# import sys 
# sys.path.append("..") 
# sys.path.append("../robustFL") 

import geom_median
from geom_median.numpy import compute_geometric_median

import scipy.optimize
from .util import client_space
from .if2 import iterative_filtering, iterative_filtering_sigma_unknown
from .util import robust_mean, median
import copy
import numpy as np
from typing import Literal


import scipy

def print_norm_angle(next_vector_reduced,local_vectors_reduced,byzantine_ratio):
    client_num=len(next_vector_reduced)
    byzantine_num=int(client_num*byzantine_ratio)
    honest_num=client_num-byzantine_num
    true_grad=np.average(local_vectors_reduced[:honest_num],0)
    byzantine_grad=np.average(local_vectors_reduced[honest_num:],0)
    normalized_true_grad=true_grad/np.linalg.norm(true_grad)
    normalized_byzantine_grad=byzantine_grad/np.linalg.norm(byzantine_grad)
    normalized_next_dir=next_vector_reduced/np.linalg.norm(next_vector_reduced)

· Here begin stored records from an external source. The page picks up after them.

//! Engine operations over student records
//!
//! This module exposes the rating update, cohort autopick, manual cohort
//! selection and progress report operations.

pub mod operations;
pub mod outcome;

// Re-export commonly used types
pub use operations::{CohortEngine, EngineDeps};
pub use outcome::{AutopickReport, UpdateReport};
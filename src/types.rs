//! Common types used throughout the cohort engine

use chrono::{DateTime, Utc};
use serde::{Deserialize, Serialize};
use std::collections::BTreeMap;
use std::fmt;
use std::str::FromStr;

/// Unique identifier for students
pub type StudentId = String;

/// A rating on one provider's scale
pub type Rating = i32;

/// Supported rating providers
#[derive(Debug, Clone, Copy, PartialEq, Eq, Hash, PartialOrd, Ord, Serialize, Deserialize)]
#[serde(rename_all = "UPPERCASE")]
pub enum RatingSystem {
    /// Chess.com rapid
    Chesscom,
    /// Lichess rapid
    Lichess,
    Fide,
    Uscf,
    /// User-entered rating; never fetched
    Custom,
}

impl RatingSystem {
    pub const ALL: [RatingSystem; 5] = [
        RatingSystem::Chesscom,
        RatingSystem::Lichess,
        RatingSystem::Fide,
        RatingSystem::Uscf,
        RatingSystem::Custom,
    ];

    pub fn is_custom(self) -> bool {
        self == RatingSystem::Custom
    }

    pub fn as_str(self) -> &'static str {
        match self {
            RatingSystem::Chesscom => "CHESSCOM",
            RatingSystem::Lichess => "LICHESS",
            RatingSystem::Fide => "FIDE",
            RatingSystem::Uscf => "USCF",
            RatingSystem::Custom => "CUSTOM",
        }
    }

    /// Lowercase label used for metrics and log fields
    pub fn label(self) -> &'static str {
        match self {
            RatingSystem::Chesscom => "chesscom",
            RatingSystem::Lichess => "lichess",
            RatingSystem::Fide => "fide",
            RatingSystem::Uscf => "uscf",
            RatingSystem::Custom => "custom",
        }
    }
}

impl fmt::Display for RatingSystem {
    fn fmt(&self, f: &mut fmt::Formatter<'_>) -> fmt::Result {
        f.write_str(self.as_str())
    }
}

impl FromStr for RatingSystem {
    type Err = String;

    fn from_str(s: &str) -> std::result::Result<Self, Self::Err> {
        match s.trim().to_ascii_lowercase().as_str() {
            "chesscom" | "chess.com" => Ok(RatingSystem::Chesscom),
            "lichess" => Ok(RatingSystem::Lichess),
            "fide" => Ok(RatingSystem::Fide),
            "uscf" => Ok(RatingSystem::Uscf),
            "custom" => Ok(RatingSystem::Custom),
            other => Err(format!("unknown rating system: {}", other)),
        }
    }
}

/// A dated rating observation
#[derive(Debug, Clone, PartialEq, Eq, Serialize, Deserialize)]
pub struct RatingHistory {
    pub date: DateTime<Utc>,
    pub rating: Rating,
}

/// A student's rating on one system
#[derive(Debug, Clone, PartialEq, Eq, Default, Serialize, Deserialize)]
#[serde(rename_all = "camelCase")]
pub struct RatingEntry {
    pub username: String,
    pub current_rating: Rating,
    pub start_rating: Rating,
    #[serde(default)]
    pub history: Vec<RatingHistory>,
}

impl RatingEntry {
    /// Create an unfetched entry for a username
    pub fn new(username: impl Into<String>) -> Self {
        Self {
            username: username.into(),
            ..Default::default()
        }
    }

    /// Create an entry carrying values the caller already knows
    pub fn with_ratings(username: impl Into<String>, current: Rating, start: Rating) -> Self {
        Self {
            username: username.into(),
            current_rating: current,
            start_rating: start,
            history: Vec::new(),
        }
    }

    /// Whether a prior fetch completed for this username
    pub fn is_fetched(&self) -> bool {
        self.current_rating != 0 && self.start_rating != 0
    }

    /// Difference between current and start rating, 0 while either is unset
    pub fn rating_change(&self) -> Rating {
        if self.is_fetched() {
            self.current_rating - self.start_rating
        } else {
            0
        }
    }

    /// Store a freshly observed rating.
    ///
    /// Sets the start rating if it was never set and appends to the history,
    /// clamping the date so history never goes backwards.
    pub fn record(&mut self, rating: Rating, now: DateTime<Utc>) {
        if self.start_rating == 0 {
            self.start_rating = rating;
        }
        self.current_rating = rating;

        let date = match self.history.last() {
            Some(last) if last.date > now => last.date,
            _ => now,
        };
        self.history.push(RatingHistory { date, rating });
    }

    /// Switch to a different username, clearing ratings so they are fetched again
    pub fn reset_for_username(&mut self, username: impl Into<String>) {
        self.username = username.into();
        self.current_rating = 0;
        self.start_rating = 0;
    }
}

/// All of a student's ratings, keyed by system
pub type RatingSet = BTreeMap<RatingSystem, RatingEntry>;

/// Label of the sentinel cohort for ratings no band covers
pub const NO_COHORT: &str = "NO_COHORT";

/// A training cohort (rating band) such as "1000-1100" or "2400+"
#[derive(Debug, Clone, PartialEq, Eq, Hash, PartialOrd, Ord, Serialize, Deserialize)]
#[serde(transparent)]
pub struct CohortBand(String);

impl CohortBand {
    pub fn new(label: impl Into<String>) -> Self {
        Self(label.into())
    }

    /// The sentinel band returned when no threshold covers a value
    pub fn unassigned() -> Self {
        Self(NO_COHORT.to_string())
    }

    pub fn is_unassigned(&self) -> bool {
        self.0 == NO_COHORT
    }

    pub fn as_str(&self) -> &str {
        &self.0
    }
}

impl fmt::Display for CohortBand {
    fn fmt(&self, f: &mut fmt::Formatter<'_>) -> fmt::Result {
        f.write_str(&self.0)
    }
}

/// The student record the engine reads and replaces
#[derive(Debug, Clone, PartialEq, Serialize, Deserialize)]
#[serde(rename_all = "camelCase")]
pub struct Student {
    pub id: StudentId,
    #[serde(default)]
    pub display_name: String,
    #[serde(default)]
    pub preferred_system: Option<RatingSystem>,
    #[serde(default)]
    pub cohort: Option<CohortBand>,
    #[serde(default)]
    pub ratings: RatingSet,
}

impl Student {
    pub fn new(id: impl Into<StudentId>) -> Self {
        Self {
            id: id.into(),
            display_name: String::new(),
            preferred_system: None,
            cohort: None,
            ratings: RatingSet::new(),
        }
    }

    pub fn with_rating(mut self, system: RatingSystem, entry: RatingEntry) -> Self {
        self.ratings.insert(system, entry);
        self
    }

    pub fn with_cohort(mut self, cohort: CohortBand) -> Self {
        self.cohort = Some(cohort);
        self
    }

    /// Current rating on the preferred system, if one is configured
    pub fn preferred_rating(&self) -> Option<Rating> {
        self.preferred_system
            .and_then(|system| self.ratings.get(&system))
            .map(|entry| entry.current_rating)
    }
}

/// Request to derive a cohort from the preferred system's rating
#[derive(Debug, Clone, Default, Serialize, Deserialize)]
#[serde(rename_all = "camelCase")]
pub struct AutopickRequest {
    pub preferred_system: Option<RatingSystem>,
    #[serde(default)]
    pub ratings: RatingSet,
}

/// A value ranked against the whole population and against its cohort
#[derive(Debug, Clone, Copy, PartialEq, Serialize, Deserialize)]
#[serde(rename_all = "camelCase")]
pub struct PercentileStat {
    pub value: Rating,
    pub percentile_in_population: f64,
    pub percentile_in_cohort: f64,
}
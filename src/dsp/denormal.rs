//! Denormal guard for recursive filter state.

/// Magnitude below which feedback state is flushed to zero
pub(crate) const DENORMAL_THRESHOLD: f32 = 1.0e-15;

/// Replace values below `DENORMAL_THRESHOLD` with an exact zero
#[inline]
pub(crate) fn flush_denormal(x: f32) -> f32 {
    if x.abs() < DENORMAL_THRESHOLD {
        0.0
    } else {
        x
    }
}
//! Integration Tests
//!
//! End-to-end tests for the Louder processing pipeline: parameter store to
//! pipeline to WAV files.

use std::io::Write;
use std::sync::atomic::{AtomicBool, Ordering};
use std::sync::Arc;
use std::thread;

use louder::cli::commands::{build_store, render, RenderSettings};
use louder::dsp::{BlockPipeline, LevelMeters, MeterFollower, DECAY_PER_TICK};
use louder::engine::{export_wav, import_wav, AudioBuffer, ChannelLayout, ExportFormat};
use louder::params::{ParamId, ParamStore, ParameterSnapshot, ParameterSource};
use louder::LouderError;
use pretty_assertions::assert_eq;

const SAMPLE_RATE: f64 = 48000.0;

/// Helper to create a stereo sine buffer
fn create_sine_buffer(frequency: f32, num_samples: usize, amplitude: f32) -> AudioBuffer {
    let mut buffer = AudioBuffer::new(num_samples, ChannelLayout::Stereo);
    buffer.sample_rate = SAMPLE_RATE as u32;
    for ch in 0..2 {
        for (i, s) in buffer.channel_mut(ch).iter_mut().enumerate() {
            let t = i as f32 / SAMPLE_RATE as f32;
            *s = (2.0 * std::f32::consts::PI * frequency * t).sin() * amplitude;
        }
    }
    buffer
}

fn energy(samples: &[f32]) -> f32 {
    samples.iter().map(|s| s * s).sum()
}

// === Full Pipeline Tests ===

#[test]
fn test_reverb_tail_crosses_blocks() {
    let store = ParamStore::new();
    store.set(ParamId::ReverbAmount, 100.0);
    store.set(ParamId::ReverbType, 1.0);
    store.set(ParamId::Decay, 90.0);

    let mut pipeline = BlockPipeline::new();
    pipeline.prepare(SAMPLE_RATE, 512).unwrap();

    let mut first = AudioBuffer::new(512, ChannelLayout::Stereo);
    first.set_sample(0, 0, 1.0);
    first.set_sample(1, 0, 1.0);
    pipeline.process_with(&mut first, &store);

    let mut tail_energy = 0.0;
    for _ in 0..40 {
        let mut silent = AudioBuffer::new(512, ChannelLayout::Stereo);
        pipeline.process_with(&mut silent, &store);
        tail_energy += energy(silent.channel(0)) + energy(silent.channel(1));
    }
    assert!(tail_energy > 0.0);
}

#[test]
fn test_parameter_change_does_not_click() {
    let render_run = |change_at: Option<usize>| {
        let store = ParamStore::new();
        store.set(ParamId::ReverbAmount, 100.0);

        let mut pipeline = BlockPipeline::new();
        pipeline.prepare(SAMPLE_RATE, 256).unwrap();
        let source = create_sine_buffer(110.0, 256 * 24, 0.5);

        let mut output = Vec::new();
        for (index, start) in (0..source.num_samples()).step_by(256).enumerate() {
            if Some(index) == change_at {
                store.set(ParamId::ReverbType, 2.0);
                store.set(ParamId::Decay, 10.0);
                store.set(ParamId::Damping, 90.0);
            }
            let mut block = AudioBuffer::default();
            block.copy_range_from(&source, start, 256);
            pipeline.process_with(&mut block, &store);
            output.extend_from_slice(block.channel(0));
        }
        output
    };

    let steady = render_run(None);
    let changed = render_run(Some(16));
    let boundary = 256 * 16;

    assert_eq!(steady[..boundary], changed[..boundary]);
    // Coefficients ramp, so the first samples after the change barely move
    assert!((steady[boundary] - changed[boundary]).abs() < 0.01);
    // ...but the change does take effect
    assert_ne!(steady[boundary + 1024..], changed[boundary + 1024..]);
}

#[test]
fn test_snapshot_from_store_matches_defaults() {
    let store = ParamStore::new();
    assert_eq!(ParameterSnapshot::capture(&store), ParameterSnapshot::default());
}

#[test]
fn test_legacy_names_in_preset() {
    let mut preset = tempfile::NamedTempFile::new().unwrap();
    write!(
        preset,
        r#"{{"reverb": 40, "prePostSwitch": true, "reverbType": "Plate"}}"#
    )
    .unwrap();

    let store = build_store(Some(preset.path()), &[]).unwrap();
    assert_eq!(store.get_by_name("reverbAmount"), Some(40.0));
    assert_eq!(store.get(ParamId::PrePost), 1.0);

    let snapshot = ParameterSnapshot::capture(&store);
    assert_eq!(snapshot.reverb_amount, 0.4);
}

#[test]
fn test_unknown_preset_key_is_rejected() {
    let mut preset = tempfile::NamedTempFile::new().unwrap();
    write!(preset, r#"{{"shimmer": 10}}"#).unwrap();
    let err = build_store(Some(preset.path()), &[]).unwrap_err();
    assert_eq!(err.error_code(), "UNKNOWN_PARAMETER");
}

#[test]
fn test_reprepare_at_new_rate() {
    let store = ParamStore::new();
    store.set(ParamId::ReverbAmount, 70.0);
    store.set(ParamId::Tone, 30.0);

    let mut pipeline = BlockPipeline::new();
    pipeline.prepare(44100.0, 128).unwrap();
    let mut block = create_sine_buffer(440.0, 128, 0.3);
    pipeline.process_with(&mut block, &store);

    pipeline.release();
    pipeline.prepare(96000.0, 1024).unwrap();
    let mut silent = AudioBuffer::new(1024, ChannelLayout::Stereo);
    pipeline.process_with(&mut silent, &store);
    assert!(silent.samples.iter().flatten().all(|&s| s == 0.0));
}

// === Concurrency ===

#[test]
fn test_automation_thread_writes_while_processing() {
    let store = Arc::new(ParamStore::new());
    let running = Arc::new(AtomicBool::new(true));

    let writer = {
        let store = Arc::clone(&store);
        let running = Arc::clone(&running);
        thread::spawn(move || {
            let mut step = 0u32;
            while running.load(Ordering::Relaxed) {
                store.set(ParamId::Drive, (step % 11) as f32);
                store.set(ParamId::Tone, (step % 201) as f32 - 100.0);
                store.set(ParamId::Width, (step % 201) as f32);
                step = step.wrapping_add(1);
            }
        })
    };

    let mut pipeline = BlockPipeline::new();
    pipeline.prepare(SAMPLE_RATE, 256).unwrap();
    let source: Arc<dyn ParameterSource + Send + Sync> = store.clone();
    for _ in 0..200 {
        let mut block = create_sine_buffer(220.0, 256, 0.8);
        pipeline.process_with(&mut block, &source);
        assert!(block.is_finite());
    }

    running.store(false, Ordering::Relaxed);
    writer.join().unwrap();
}

#[test]
fn test_meter_reader_thread() {
    let meters = Arc::new(LevelMeters::new());
    let mut pipeline = BlockPipeline::with_meters(Arc::clone(&meters));
    pipeline.prepare(SAMPLE_RATE, 256).unwrap();

    let mut block = create_sine_buffer(1000.0, 256, 0.5);
    pipeline.process(&mut block, &ParameterSnapshot::default());

    let reader = {
        let meters = Arc::clone(&meters);
        thread::spawn(move || {
            let mut follower = MeterFollower::new();
            let first = follower.tick(meters.output());
            let second = follower.tick(0.0);
            (first, second)
        })
    };
    let (first, second) = reader.join().unwrap();
    assert_eq!(first, meters.output());
    assert_eq!(second, first * DECAY_PER_TICK);
}

// === File Rendering ===

#[test]
fn test_render_file_roundtrip() {
    let dir = tempfile::TempDir::new().unwrap();
    let input = dir.path().join("in.wav");
    let output = dir.path().join("out.wav");
    export_wav(
        &create_sine_buffer(330.0, 4800, 0.5),
        &input,
        ExportFormat::pcm24(),
    )
    .unwrap();

    let store = build_store(
        None,
        &[
            "drive=3".to_string(),
            "reverbAmount=50".to_string(),
            "tone=-20".to_string(),
            "width=150".to_string(),
            "mix=70".to_string(),
            "output=-3".to_string(),
        ],
    )
    .unwrap();
    let report = render(&input, &output, &store, &RenderSettings::default()).unwrap();

    let rendered = import_wav(&output).unwrap();
    assert_eq!(rendered.sample_rate, 48000);
    assert_eq!(rendered.num_channels(), 2);
    assert_eq!(rendered.num_samples(), 4800 + 48000);
    assert_eq!(report.frames, rendered.num_samples());
    assert!(rendered.is_finite());
    assert!(report.output_peak > 0.0);
}

#[test]
fn test_render_missing_input() {
    let dir = tempfile::TempDir::new().unwrap();
    let result = render(
        &dir.path().join("nope.wav"),
        &dir.path().join("out.wav"),
        &ParamStore::new(),
        &RenderSettings::default(),
    );
    assert!(matches!(result, Err(LouderError::Wav(_))));
}
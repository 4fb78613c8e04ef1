//! DSP Library
//!
//! The processing stages of the effect and the block pipeline that runs
//! them. Stateful stages implement the `Effect` trait so the pipeline can
//! prepare and reset them uniformly.

mod denormal;
mod effect;
mod filter;
mod meter;
mod mix;
mod pipeline;
mod reverb;
mod saturation;
mod smoothing;
mod width;

pub use effect::Effect;
pub use filter::{tone_to_settings, FilterMode, SvfState, ToneFilter};
pub use meter::{LevelMeters, MeterFollower, DECAY_PER_TICK, REFRESH_HZ};
pub use mix::{apply_trim, blend, gain_from_db, MixStage, SILENCE_FLOOR_DB};
pub use pipeline::{BlockPipeline, TAIL_LENGTH_SECS};
pub use reverb::{Reverb, ReverbParams};
pub use saturation::{saturate, Saturator};
pub use smoothing::SmoothedValue;
pub use width::{apply_width, StereoWidth, UNITY_WIDTH};
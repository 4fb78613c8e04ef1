//! Error handling for Louder
//!
//! Errors only surface on setup and offline paths. The block pipeline
//! itself never fails.

use thiserror::Error;

/// Result type alias for Louder operations
pub type Result<T> = std::result::Result<T, LouderError>;

/// Main error type for Louder operations
#[derive(Error, Debug)]
pub enum LouderError {
    // Parameter Errors
    #[error("Unknown parameter: {name}")]
    UnknownParameter { name: String },

    #[error("Invalid value for parameter '{param}': {value} (expected {expected})")]
    InvalidParameter {
        param: String,
        value: String,
        expected: String,
    },

    // Configuration Errors
    #[error("Invalid processing configuration: {reason}")]
    InvalidConfig { reason: String },

    // Audio Errors
    #[error("Invalid audio: {reason}")]
    InvalidAudio { reason: String },

    #[error("Unsupported audio format: {format}")]
    UnsupportedFormat { format: String },

    #[error("Audio contains no samples")]
    EmptyAudio,

    // I/O Errors
    #[error("I/O error: {0}")]
    Io(#[from] std::io::Error),

    #[error("WAV error: {0}")]
    Wav(#[from] hound::Error),

    // Serialization Errors
    #[error("Serialization error: {0}")]
    Serialization(#[from] serde_json::Error),
}

impl LouderError {
    /// Get the error code for this error type
    pub fn error_code(&self) -> &'static str {
        match self {
            LouderError::UnknownParameter { .. } => "UNKNOWN_PARAMETER",
            LouderError::InvalidParameter { .. } => "INVALID_PARAMETER",
            LouderError::InvalidConfig { .. } => "INVALID_CONFIG",
            LouderError::InvalidAudio { .. } => "INVALID_AUDIO",
            LouderError::UnsupportedFormat { .. } => "UNSUPPORTED_FORMAT",
            LouderError::EmptyAudio => "EMPTY_AUDIO",
            LouderError::Io(_) => "IO_ERROR",
            LouderError::Wav(_) => "WAV_ERROR",
            LouderError::Serialization(_) => "SERIALIZATION_ERROR",
        }
    }

    pub(crate) fn invalid_param(param: &str, value: impl ToString, expected: &str) -> Self {
        LouderError::InvalidParameter {
            param: param.to_string(),
            value: value.to_string(),
            expected: expected.to_string(),
        }
    }
}

#[cfg(test)]
mod tests {
    use super::*;

    #[test]
    fn test_error_codes() {
        let err = LouderError::UnknownParameter {
            name: "gain".to_string(),
        };
        assert_eq!(err.error_code(), "UNKNOWN_PARAMETER");
        assert_eq!(LouderError::EmptyAudio.error_code(), "EMPTY_AUDIO");
    }

    #[test]
    fn test_invalid_param_message() {
        let err = LouderError::invalid_param("drive", "abc", "a number");
        assert_eq!(
            err.to_string(),
            "Invalid value for parameter 'drive': abc (expected a number)"
        );
    }
}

    print('next_vector_reduced_norm',np.linalg.norm(next_vector_reduced),np.linalg.norm(true_grad),np.linalg.norm(byzantine_grad))
    print('next_vector_reduced_angle',np.dot(normalized_next_dir,normalized_true_grad),np.dot(normalized_next_dir,normalized_byzantine_grad))

def FL_mnist_next_iterative_filtering(local_vectors,byzantine_ratio): #robust gradient
    # state_dict_to_list(state_dict)
    # next_model, current_vec, local_vectors, form=cur_next2vecs(current, local_nexts)
    Q,local_vectors_reduced,client_dims=client_space(local_vectors)

    # local_vectors_reduced_normalized, half_cov=normalize_vecs(local_vectors_reduced)
    next_vector_reduced,remain_workers=iterative_filtering_sigma_unknown(local_vectors_reduced,alpha=1-byzantine_ratio) #Z:|A|*d
    client_num=len(local_vectors)
    # print("remain_workers",remain_workers)
    # print_norm_angle(next_vector_reduced,local_vectors_reduced,byzantine_ratio)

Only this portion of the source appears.